== Supplied material ==

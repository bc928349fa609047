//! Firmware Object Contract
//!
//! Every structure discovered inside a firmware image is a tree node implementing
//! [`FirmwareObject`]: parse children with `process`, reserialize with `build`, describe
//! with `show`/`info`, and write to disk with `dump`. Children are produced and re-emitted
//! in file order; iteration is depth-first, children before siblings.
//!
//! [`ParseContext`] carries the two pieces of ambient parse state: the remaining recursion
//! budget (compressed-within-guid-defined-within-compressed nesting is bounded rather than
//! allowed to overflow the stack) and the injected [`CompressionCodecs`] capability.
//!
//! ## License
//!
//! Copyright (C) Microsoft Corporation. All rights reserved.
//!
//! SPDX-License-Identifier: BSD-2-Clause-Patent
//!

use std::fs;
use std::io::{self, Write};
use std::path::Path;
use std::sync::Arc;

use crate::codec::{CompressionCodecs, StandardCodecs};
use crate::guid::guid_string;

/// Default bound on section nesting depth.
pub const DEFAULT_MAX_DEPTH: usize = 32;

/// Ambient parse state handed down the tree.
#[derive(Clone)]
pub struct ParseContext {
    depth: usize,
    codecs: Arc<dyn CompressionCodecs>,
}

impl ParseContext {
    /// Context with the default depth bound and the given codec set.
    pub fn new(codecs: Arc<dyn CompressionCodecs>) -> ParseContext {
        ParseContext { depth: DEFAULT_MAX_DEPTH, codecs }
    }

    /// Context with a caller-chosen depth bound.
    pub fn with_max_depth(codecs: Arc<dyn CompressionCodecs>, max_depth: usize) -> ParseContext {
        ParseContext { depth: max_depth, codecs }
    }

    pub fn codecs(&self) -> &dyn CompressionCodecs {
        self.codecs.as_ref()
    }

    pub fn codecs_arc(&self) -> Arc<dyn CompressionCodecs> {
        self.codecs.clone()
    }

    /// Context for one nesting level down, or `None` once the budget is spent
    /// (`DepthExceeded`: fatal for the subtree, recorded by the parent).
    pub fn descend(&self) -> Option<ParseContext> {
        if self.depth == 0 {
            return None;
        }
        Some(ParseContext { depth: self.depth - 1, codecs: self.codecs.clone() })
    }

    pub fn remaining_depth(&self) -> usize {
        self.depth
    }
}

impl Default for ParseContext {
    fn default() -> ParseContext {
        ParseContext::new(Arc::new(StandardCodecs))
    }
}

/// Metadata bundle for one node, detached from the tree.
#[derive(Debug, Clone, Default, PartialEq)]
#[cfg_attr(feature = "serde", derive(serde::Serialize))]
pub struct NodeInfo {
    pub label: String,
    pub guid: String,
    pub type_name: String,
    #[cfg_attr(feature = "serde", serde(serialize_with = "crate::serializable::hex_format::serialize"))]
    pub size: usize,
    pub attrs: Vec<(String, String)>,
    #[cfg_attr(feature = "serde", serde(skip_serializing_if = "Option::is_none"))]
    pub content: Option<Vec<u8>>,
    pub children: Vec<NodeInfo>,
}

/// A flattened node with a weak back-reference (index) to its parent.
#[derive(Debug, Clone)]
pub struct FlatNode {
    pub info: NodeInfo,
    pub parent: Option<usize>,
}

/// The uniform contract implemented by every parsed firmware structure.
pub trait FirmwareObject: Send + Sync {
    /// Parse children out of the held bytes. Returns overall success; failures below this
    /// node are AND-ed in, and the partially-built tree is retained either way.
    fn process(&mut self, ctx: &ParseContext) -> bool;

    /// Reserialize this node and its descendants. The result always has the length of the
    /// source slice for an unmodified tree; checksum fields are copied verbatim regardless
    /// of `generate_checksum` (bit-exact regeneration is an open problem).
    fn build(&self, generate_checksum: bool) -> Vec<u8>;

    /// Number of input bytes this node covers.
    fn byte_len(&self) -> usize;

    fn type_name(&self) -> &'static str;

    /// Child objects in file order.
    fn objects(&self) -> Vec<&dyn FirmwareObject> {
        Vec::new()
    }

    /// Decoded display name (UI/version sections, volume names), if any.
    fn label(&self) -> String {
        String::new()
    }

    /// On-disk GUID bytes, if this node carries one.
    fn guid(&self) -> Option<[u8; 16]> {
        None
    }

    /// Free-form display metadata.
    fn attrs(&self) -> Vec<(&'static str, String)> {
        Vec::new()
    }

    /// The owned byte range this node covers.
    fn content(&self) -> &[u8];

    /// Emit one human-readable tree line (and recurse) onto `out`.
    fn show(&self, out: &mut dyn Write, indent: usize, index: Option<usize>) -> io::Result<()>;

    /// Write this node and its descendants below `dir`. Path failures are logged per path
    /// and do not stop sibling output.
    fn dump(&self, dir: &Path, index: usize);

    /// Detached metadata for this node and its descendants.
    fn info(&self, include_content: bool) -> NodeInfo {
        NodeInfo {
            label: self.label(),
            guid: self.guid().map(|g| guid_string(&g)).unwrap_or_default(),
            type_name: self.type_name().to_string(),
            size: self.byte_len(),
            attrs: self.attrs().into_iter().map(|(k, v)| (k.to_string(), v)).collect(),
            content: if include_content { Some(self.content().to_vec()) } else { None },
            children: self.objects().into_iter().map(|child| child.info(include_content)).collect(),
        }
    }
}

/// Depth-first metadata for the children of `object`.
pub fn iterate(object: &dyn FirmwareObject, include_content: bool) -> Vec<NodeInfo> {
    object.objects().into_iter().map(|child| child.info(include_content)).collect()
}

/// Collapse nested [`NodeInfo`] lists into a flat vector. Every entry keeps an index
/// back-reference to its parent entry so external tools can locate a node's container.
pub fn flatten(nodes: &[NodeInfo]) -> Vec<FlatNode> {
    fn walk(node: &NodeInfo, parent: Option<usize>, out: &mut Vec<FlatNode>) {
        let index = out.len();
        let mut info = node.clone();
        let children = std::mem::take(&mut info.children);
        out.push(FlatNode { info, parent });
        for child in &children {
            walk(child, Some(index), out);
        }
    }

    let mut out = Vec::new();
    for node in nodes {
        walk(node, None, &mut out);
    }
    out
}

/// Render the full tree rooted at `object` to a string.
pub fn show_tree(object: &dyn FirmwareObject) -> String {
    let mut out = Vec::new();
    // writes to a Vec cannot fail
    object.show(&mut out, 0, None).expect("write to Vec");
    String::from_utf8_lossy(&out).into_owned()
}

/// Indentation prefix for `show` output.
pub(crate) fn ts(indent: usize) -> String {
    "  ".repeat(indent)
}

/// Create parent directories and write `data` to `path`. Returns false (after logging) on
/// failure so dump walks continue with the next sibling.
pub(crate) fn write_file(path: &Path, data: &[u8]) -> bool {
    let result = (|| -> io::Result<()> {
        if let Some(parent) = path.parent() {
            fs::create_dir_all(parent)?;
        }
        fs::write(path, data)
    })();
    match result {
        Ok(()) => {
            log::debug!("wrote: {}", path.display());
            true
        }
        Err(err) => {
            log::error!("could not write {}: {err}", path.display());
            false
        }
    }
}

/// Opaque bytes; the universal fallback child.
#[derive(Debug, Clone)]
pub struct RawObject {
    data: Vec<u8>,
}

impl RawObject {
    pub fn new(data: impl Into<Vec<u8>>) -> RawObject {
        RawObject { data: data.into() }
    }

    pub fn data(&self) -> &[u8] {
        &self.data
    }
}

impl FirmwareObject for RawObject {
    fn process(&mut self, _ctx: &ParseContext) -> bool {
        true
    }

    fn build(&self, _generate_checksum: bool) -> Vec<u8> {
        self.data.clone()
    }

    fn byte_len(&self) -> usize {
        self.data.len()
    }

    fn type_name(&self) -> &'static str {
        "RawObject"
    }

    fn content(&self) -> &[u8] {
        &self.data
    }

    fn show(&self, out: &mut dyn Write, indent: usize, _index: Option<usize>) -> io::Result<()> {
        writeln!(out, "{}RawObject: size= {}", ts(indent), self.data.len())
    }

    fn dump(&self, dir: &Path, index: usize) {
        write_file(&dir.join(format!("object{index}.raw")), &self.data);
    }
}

===

* [Work to be completed]: Your reply should contain each entry, copied without alteration.

* [The answer]:
repository bc928349fa609047
//! Firmware Object Contract
//!
//! Every structure discovered inside a firmware image is a tree node implementing
//! [`FirmwareObject`]: parse children with `process`, reserialize with `build`, describe
//! with `show`/`info`, and write to disk with `dump`. Children are produced and re-emitted
//! in file order; iteration is depth-first, children before siblings.
//!
//! [`ParseContext`] carries the two pieces of ambient parse state: the remaining recursion
//! budget (compressed-within-guid-defined-within-compressed nesting is bounded rather than
//! allowed to overflow the stack) and the injected [`CompressionCodecs`] capability.
//!
//! ## License
//!
//! Copyright (C) Microsoft Corporation. All rights reserved.
//!
//! SPDX-License-Identifier: BSD-2-Clause-Patent
//!

use std::fs;
use std::io::{self, Write};
use std::path::Path;
use std::sync::Arc;

use crate::codec::{CompressionCodecs, StandardCodecs};
use crate::guid::guid_string;

/// Default bound on section nesting depth.
pub const DEFAULT_MAX_DEPTH: usize = 32;

/// Ambient parse state handed down the tree.
#[derive(Clone)]
pub struct ParseContext {
    depth: usize,
    codecs: Arc<dyn CompressionCodecs>,
}

impl ParseContext {
    /// Context with the default depth bound and the given codec set.
    pub fn new(codecs: Arc<dyn CompressionCodecs>) -> ParseContext {
        ParseContext { depth: DEFAULT_MAX_DEPTH, codecs }
    }

    /// Context with a caller-chosen depth bound.
    pub fn with_max_depth(codecs: Arc<dyn CompressionCodecs>, max_depth: usize) -> ParseContext {
        ParseContext { depth: max_depth, codecs }
    }

    pub fn codecs(&self) -> &dyn CompressionCodecs {
        self.codecs.as_ref()
    }

    pub fn codecs_arc(&self) -> Arc<dyn CompressionCodecs> {
        self.codecs.clone()
    }

    /// Context for one nesting level down, or `None` once the budget is spent
    /// (`DepthExceeded`: fatal for the subtree, recorded by the parent).
    pub fn descend(&self) -> Option<ParseContext> {
        if self.depth == 0 {
            return None;
        }
        Some(ParseContext { depth: self.depth - 1, codecs: self.codecs.clone() })
    }

    pub fn remaining_depth(&self) -> usize {
        self.depth
    }
}

impl Default for ParseContext {
    fn default() -> ParseContext {
        ParseContext::new(Arc::new(StandardCodecs))
    }
}

/// Metadata bundle for one node, detached from the tree.
#[derive(Debug, Clone, Default, PartialEq)]
#[cfg_attr(feature = "serde", derive(serde::Serialize))]
pub struct NodeInfo {
    pub label: String,
    pub guid: String,
    pub type_name: String,
    #[cfg_attr(feature = "serde", serde(serialize_with = "crate::serializable::hex_format::serialize"))]
    pub size: usize,
    pub attrs: Vec<(String, String)>,
    #[cfg_attr(feature = "serde", serde(skip_serializing_if = "Option::is_none"))]
    pub content: Option<Vec<u8>>,
    pub children: Vec<NodeInfo>,
}

/// A flattened node with a weak back-reference (index) to its parent.
#[derive(Debug, Clone)]
pub struct FlatNode {
    pub info: NodeInfo,
    pub parent: Option<usize>,
}

/// The uniform contract implemented by every parsed firmware structure.
pub trait FirmwareObject: Send + Sync {
    /// Parse children out of the held bytes. Returns overall success; failures below this
    /// node are AND-ed in, and the partially-built tree is retained either way.
    fn process(&mut self, ctx: &ParseContext) -> bool;

    /// Reserialize this node and its descendants. The result always has the length of the
    /// source slice for an unmodified tree; checksum fields are copied verbatim regardless
    /// of `generate_checksum` (bit-exact regeneration is an open problem).
    fn build(&self, generate_checksum: bool) -> Vec<u8>;

    /// Number of input bytes this node covers.
    fn byte_len(&self) -> usize;

    fn type_name(&self) -> &'static str;

    /// Child objects in file order.
    fn objects(&self) -> Vec<&dyn FirmwareObject> {
        Vec::new()
    }

    /// Decoded display name (UI/version sections, volume names), if any.
    fn label(&self) -> String {
        String::new()
    }

    /// On-disk GUID bytes, if this node carries one.
    fn guid(&self) -> Option<[u8; 16]> {
        None
    }

    /// Free-form display metadata.
    fn attrs(&self) -> Vec<(&'static str, String)> {
        Vec::new()
    }

    /// The owned byte range this node covers.
    fn content(&self) -> &[u8];

    /// Emit one human-readable tree line (and recurse) onto `out`.
    fn show(&self, out: &mut dyn Write, indent: usize, index: Option<usize>) -> io::Result<()>;

    /// Write this node and its descendants below `dir`. Path failures are logged per path
    /// and do not stop sibling output.
    fn dump(&self, dir: &Path, index: usize);

    /// Detached metadata for this node and its descendants.
    fn info(&self, include_content: bool) -> NodeInfo {
        NodeInfo {
            label: self.label(),
            guid: self.guid().map(|g| guid_string(&g)).unwrap_or_default(),
            type_name: self.type_name().to_string(),
            size: self.byte_len(),
            attrs: self.attrs().into_iter().map(|(k, v)| (k.to_string(), v)).collect(),
            content: if include_content { Some(self.content().to_vec()) } else { None },
            children: self.objects().into_iter().map(|child| child.info(include_content)).collect(),
        }
    }
}

/// Depth-first metadata for the children of `object`.
pub fn iterate(object: &dyn FirmwareObject, include_content: bool) -> Vec<NodeInfo> {
    object.objects().into_iter().map(|child| child.info(include_content)).collect()
}

/// Collapse nested [`NodeInfo`] lists into a flat vector. Every entry keeps an index
/// back-reference to its parent entry so external tools can locate a node's container.
pub fn flatten(nodes: &[NodeInfo]) -> Vec<FlatNode> {
    fn walk(node: &NodeInfo, parent: Option<usize>, out: &mut Vec<FlatNode>) {
        let index = out.len();
        let mut info = node.clone();
        let children = std::mem::take(&mut info.children);
        out.push(FlatNode { info, parent });
        for child in &children {
            walk(child, Some(index), out);
        }
    }

    let mut out = Vec::new();
    for node in nodes {
        walk(node, None, &mut out);
    }
    out
}

/// Render the full tree rooted at `object` to a string.
pub fn show_tree(object: &dyn FirmwareObject) -> String {
    let mut out = Vec::new();
    // writes to a Vec cannot fail
    object.show(&mut out, 0, None).expect("write to Vec");
    String::from_utf8_lossy(&out).into_owned()
}

/// Indentation prefix for `show` output.
pub(crate) fn ts(indent: usize) -> String {
    "  ".repeat(indent)
}

/// Create parent directories and write `data` to `path`. Returns false (after logging) on
/// failure so dump walks continue with the next sibling.
pub(crate) fn write_file(path: &Path, data: &[u8]) -> bool {
    let result = (|| -> io::Result<()> {
        if let Some(parent) = path.parent() {
            fs::create_dir_all(parent)?;
        }
        fs::write(path, data)
    })();
    match result {
        Ok(()) => {
            log::debug!("wrote: {}", path.display());
            true
        }
        Err(err) => {
            log::error!("could not write {}: {err}", path.display());
            false
        }
    }
}

/// Opaque bytes; the universal fallback child.
#[derive(Debug, Clone)]
pub struct RawObject {
    data: Vec<u8>,
}

impl RawObject {
    pub fn new(data: impl Into<Vec<u8>>) -> RawObject {
        RawObject { data: data.into() }
    }

    pub fn data(&self) -> &[u8] {
        &self.data
    }
}

impl FirmwareObject for RawObject {
    fn process(&mut self, _ctx: &ParseContext) -> bool {
        true
    }

    fn build(&self, _generate_checksum: bool) -> Vec<u8> {
        self.data.clone()
    }

    fn byte_len(&self) -> usize {
        self.data.len()
    }

    fn type_name(&self) -> &'static str {
        "RawObject"
    }

    fn content(&self) -> &[u8] {
        &self.data
    }

    fn show(&self, out: &mut dyn Write, indent: usize, _index: Option<usize>) -> io::Result<()> {
        writeln!(out, "{}RawObject: size= {}", ts(indent), self.data.len())
    }

    fn dump(&self, dir: &Path, index: usize) {
        write_file(&dir.join(format!("object{index}.raw")), &self.data);
    }
}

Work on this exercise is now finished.